Saved entries
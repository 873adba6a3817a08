// Copyright 2020 Amazon.com, Inc. or its affiliates. All Rights Reserved.
//
// SPDX-License-Identifier: Apache-2.0 OR BSD-3-Clause

//! Block drivers built on top of the framework.

mod mem_disk;

pub use mem_disk::MemDisk;
// Copyright 2020 Amazon.com, Inc. or its affiliates. All Rights Reserved.
//
// SPDX-License-Identifier: Apache-2.0 OR BSD-3-Clause

//! A module that offers the driver-facing side of the framework: the operations a block
//! driver implements, and the handle the framework manages on its behalf.

mod devid;
pub(crate) mod drive;
mod handle;
mod host;
mod stats;

use std::convert::TryFrom;

use crate::block::Xfer;
use crate::{Error, Result};

pub use devid::DeviceId;
pub use drive::{validate_drive, validate_media, Drive, Media, DEV_BSIZE};
pub use handle::{Handle, HandleConfig};
pub use host::HostNode;
pub use stats::{ErrorCause, ErrorClass, ErrorStats, ErrorStatsSnapshot};

/// Ops version a driver declares when it implements everything below.
pub const OPS_VERSION_CURRENT: u32 = 2;

/// Versions of the driver operations the framework understands.
///
/// Version 1 added multiple hardware queues, version 2 free space requests.
#[derive(Clone, Copy, Debug, PartialEq, Eq, PartialOrd, Ord)]
pub enum OpsVersion {
    V0 = 0,
    V1 = 1,
    V2 = 2,
}

impl TryFrom<u32> for OpsVersion {
    type Error = Error;

    fn try_from(value: u32) -> Result<Self> {
        match value {
            0 => Ok(OpsVersion::V0),
            1 => Ok(OpsVersion::V1),
            2 => Ok(OpsVersion::V2),
            v => Err(Error::UnsupportedVersion(v)),
        }
    }
}

/// Information flags of an attached device.
///
/// These following consts are combined into the value returned by `Handle::info_flags`.
pub mod info_flags {
    pub const REMOVABLE: u32 = 1 << 0;
    pub const HOTPLUGGABLE: u32 = 1 << 1;
    pub const READ_ONLY: u32 = 1 << 2;
}

/// The operations a block driver provides.
///
/// The driver value itself is its private state; the framework owns it for the lifetime of
/// the handle and never looks inside. The transfer callbacks start an operation and return;
/// the driver completes the transfer with `Xfer::complete`, either before returning or later
/// from any thread. An error returned by a callback means the transfer was not started, and
/// the framework completes it with that error.
///
/// `drive_info` and `media_info` are called with the handle state locked, so they must not
/// call back into the handle.
pub trait BlkOps: Send + Sync {
    /// The ops version implemented by the driver.
    fn version(&self) -> u32 {
        OPS_VERSION_CURRENT
    }

    /// Describe the drive capabilities.
    fn drive_info(&self) -> Drive;

    /// Describe the media currently present, or fail if there is none.
    fn media_info(&self) -> Result<Media>;

    /// Produce the persistent identity of the device. By default it is derived from the
    /// drive GUID or EUI-64.
    fn devid_init(&self, node: &HostNode, drive: &Drive) -> Result<DeviceId> {
        let _ = node;
        DeviceId::from_drive(drive)
    }

    /// Flush the device write cache.
    fn sync_cache(&self, xfer: &Xfer) -> Result<()> {
        let _ = xfer;
        Err(Error::NotSupported)
    }

    fn read(&self, xfer: &Xfer) -> Result<()>;

    fn write(&self, xfer: &Xfer) -> Result<()>;

    /// Release the extents of `xfer.free()`. Only called for drivers declaring version 2.
    fn free_space(&self, xfer: &Xfer) -> Result<()> {
        let _ = xfer;
        Err(Error::NotSupported)
    }
}

#[cfg(test)]
mod tests {
    use super::*;

    #[test]
    fn test_ops_version() {
        assert_eq!(OpsVersion::try_from(0).unwrap(), OpsVersion::V0);
        assert_eq!(
            OpsVersion::try_from(OPS_VERSION_CURRENT).unwrap(),
            OpsVersion::V2
        );
        assert!(matches!(
            OpsVersion::try_from(3),
            Err(Error::UnsupportedVersion(3))
        ));
        assert!(OpsVersion::V1 < OpsVersion::V2);
    }
}
// Copyright 2020 Amazon.com, Inc. or its affiliates. All Rights Reserved.
//
// SPDX-License-Identifier: Apache-2.0 OR BSD-3-Clause

//! Binding of guest memory buffers to DMA cookies.

use std::cmp;

use vm_memory::{GuestAddress, GuestAddressSpace, GuestMemory, GuestMemoryError};

use crate::{Error, Result};

/// DMA constraints of a device.
#[derive(Clone, Copy, Debug, PartialEq)]
pub struct DmaAttr {
    /// Lowest address the device can reach.
    pub addr_lo: u64,
    /// Highest address the device can reach (inclusive).
    pub addr_hi: u64,
    /// Maximum length of a single cookie.
    pub seg_max: u32,
    /// Maximum number of cookies describing one transfer.
    pub sgl_len: u32,
    /// Required alignment of the start of each buffer region.
    pub align: u64,
}

impl Default for DmaAttr {
    fn default() -> Self {
        DmaAttr {
            addr_lo: 0,
            addr_hi: u64::MAX,
            seg_max: u32::MAX,
            sgl_len: 256,
            align: 1,
        }
    }
}

/// One physically contiguous piece of a DMA buffer.
#[derive(Clone, Copy, Debug, PartialEq)]
pub struct DmaCookie {
    pub addr: GuestAddress,
    pub len: u32,
}

/// The memory a device performs DMA against, together with the device's DMA constraints.
pub struct DmaTemplate<M: GuestAddressSpace> {
    pub mem: M,
    pub attr: DmaAttr,
}

impl<M: GuestAddressSpace> DmaTemplate<M> {
    pub fn new(mem: M, attr: DmaAttr) -> Self {
        DmaTemplate { mem, attr }
    }

    /// Binds `regions` to cookies usable by the device.
    pub fn bind(&self, regions: &[(GuestAddress, usize)]) -> Result<Vec<DmaCookie>> {
        bind(&*self.mem.memory(), &self.attr, regions)
    }
}

/// Describes the `(address, length)` regions of a buffer as a list of cookies honoring `attr`.
///
/// Regions are split when longer than `attr.seg_max`. Empty regions are skipped.
pub fn bind<M: GuestMemory>(
    mem: &M,
    attr: &DmaAttr,
    regions: &[(GuestAddress, usize)],
) -> Result<Vec<DmaCookie>> {
    if attr.seg_max == 0 || attr.sgl_len == 0 {
        return Err(Error::DmaBind("empty dma attributes"));
    }
    let align = cmp::max(attr.align, 1);
    let mut cookies = Vec::new();

    for &(addr, len) in regions {
        if len == 0 {
            continue;
        }
        let len = len as u64;

        // Check that the whole region is backed by guest memory.
        let last = addr
            .0
            .checked_add(len - 1)
            .map(GuestAddress)
            .ok_or(Error::GuestMemory(GuestMemoryError::InvalidGuestAddress(
                addr,
            )))?;
        if !mem.address_in_range(addr) || !mem.address_in_range(last) {
            return Err(Error::GuestMemory(GuestMemoryError::InvalidGuestAddress(
                addr,
            )));
        }

        if addr.0 < attr.addr_lo || last.0 > attr.addr_hi {
            return Err(Error::DmaBind("buffer outside of the dma window"));
        }
        if addr.0 % align != 0 {
            return Err(Error::DmaBind("misaligned buffer"));
        }

        let mut offset = 0;
        while offset < len {
            let chunk = cmp::min(len - offset, u64::from(attr.seg_max));
            if cookies.len() == attr.sgl_len as usize {
                return Err(Error::DmaBind("too many cookies"));
            }
            cookies.push(DmaCookie {
                addr: GuestAddress(addr.0 + offset),
                // `chunk` is bounded by `seg_max`, so this can't truncate.
                len: chunk as u32,
            });
            offset += chunk;
        }
    }

    if cookies.is_empty() {
        return Err(Error::DmaBind("empty buffer"));
    }
    Ok(cookies)
}

#[cfg(test)]
mod tests {
    use super::*;

    use vm_memory::GuestMemoryMmap;

    fn mem() -> GuestMemoryMmap<()> {
        GuestMemoryMmap::<()>::from_ranges(&[(GuestAddress(0), 0x10_0000)]).unwrap()
    }

    #[test]
    fn test_bind_split() {
        let mem = mem();
        let attr = DmaAttr {
            seg_max: 0x1000,
            ..Default::default()
        };

        let cookies = bind(
            &mem,
            &attr,
            &[(GuestAddress(0x1000), 0x2800), (GuestAddress(0x8000), 0x200)],
        )
        .unwrap();
        assert_eq!(
            cookies,
            vec![
                DmaCookie {
                    addr: GuestAddress(0x1000),
                    len: 0x1000
                },
                DmaCookie {
                    addr: GuestAddress(0x2000),
                    len: 0x1000
                },
                DmaCookie {
                    addr: GuestAddress(0x3000),
                    len: 0x800
                },
                DmaCookie {
                    addr: GuestAddress(0x8000),
                    len: 0x200
                },
            ]
        );
    }

    #[test]
    fn test_bind_limits() {
        let mem = mem();

        let attr = DmaAttr {
            seg_max: 0x1000,
            sgl_len: 2,
            ..Default::default()
        };
        assert!(matches!(
            bind(&mem, &attr, &[(GuestAddress(0), 0x3000)]),
            Err(Error::DmaBind(_))
        ));

        let attr = DmaAttr {
            addr_hi: 0xffff,
            ..Default::default()
        };
        assert!(bind(&mem, &attr, &[(GuestAddress(0xf000), 0x1000)]).is_ok());
        assert!(matches!(
            bind(&mem, &attr, &[(GuestAddress(0xf000), 0x1001)]),
            Err(Error::DmaBind(_))
        ));

        let attr = DmaAttr {
            align: 0x200,
            ..Default::default()
        };
        assert!(matches!(
            bind(&mem, &attr, &[(GuestAddress(0x100), 0x200)]),
            Err(Error::DmaBind(_))
        ));
    }

    #[test]
    fn test_bind_outside_memory() {
        let mem = mem();
        let attr = DmaAttr::default();

        assert!(matches!(
            bind(&mem, &attr, &[(GuestAddress(0xf_f000), 0x2000)]),
            Err(Error::GuestMemory(_))
        ));
        assert!(matches!(
            bind(&mem, &attr, &[(GuestAddress(0x20_0000), 0x200)]),
            Err(Error::GuestMemory(_))
        ));
        assert!(matches!(
            bind(&mem, &attr, &[(GuestAddress(0), 0)]),
            Err(Error::DmaBind(_))
        ));
    }
}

**EXERCISE INSTRUCTIONS**
Return each line of the entries that holds the string "with".

**WORKED SOLUTION**
/// the driver completes the transfer with `Xfer::complete`, either before returning or later
/// the framework completes it with that error.
/// `drive_info` and `media_info` are called with the handle state locked, so they must not
/// The memory a device performs DMA against, together with the device's DMA constraints.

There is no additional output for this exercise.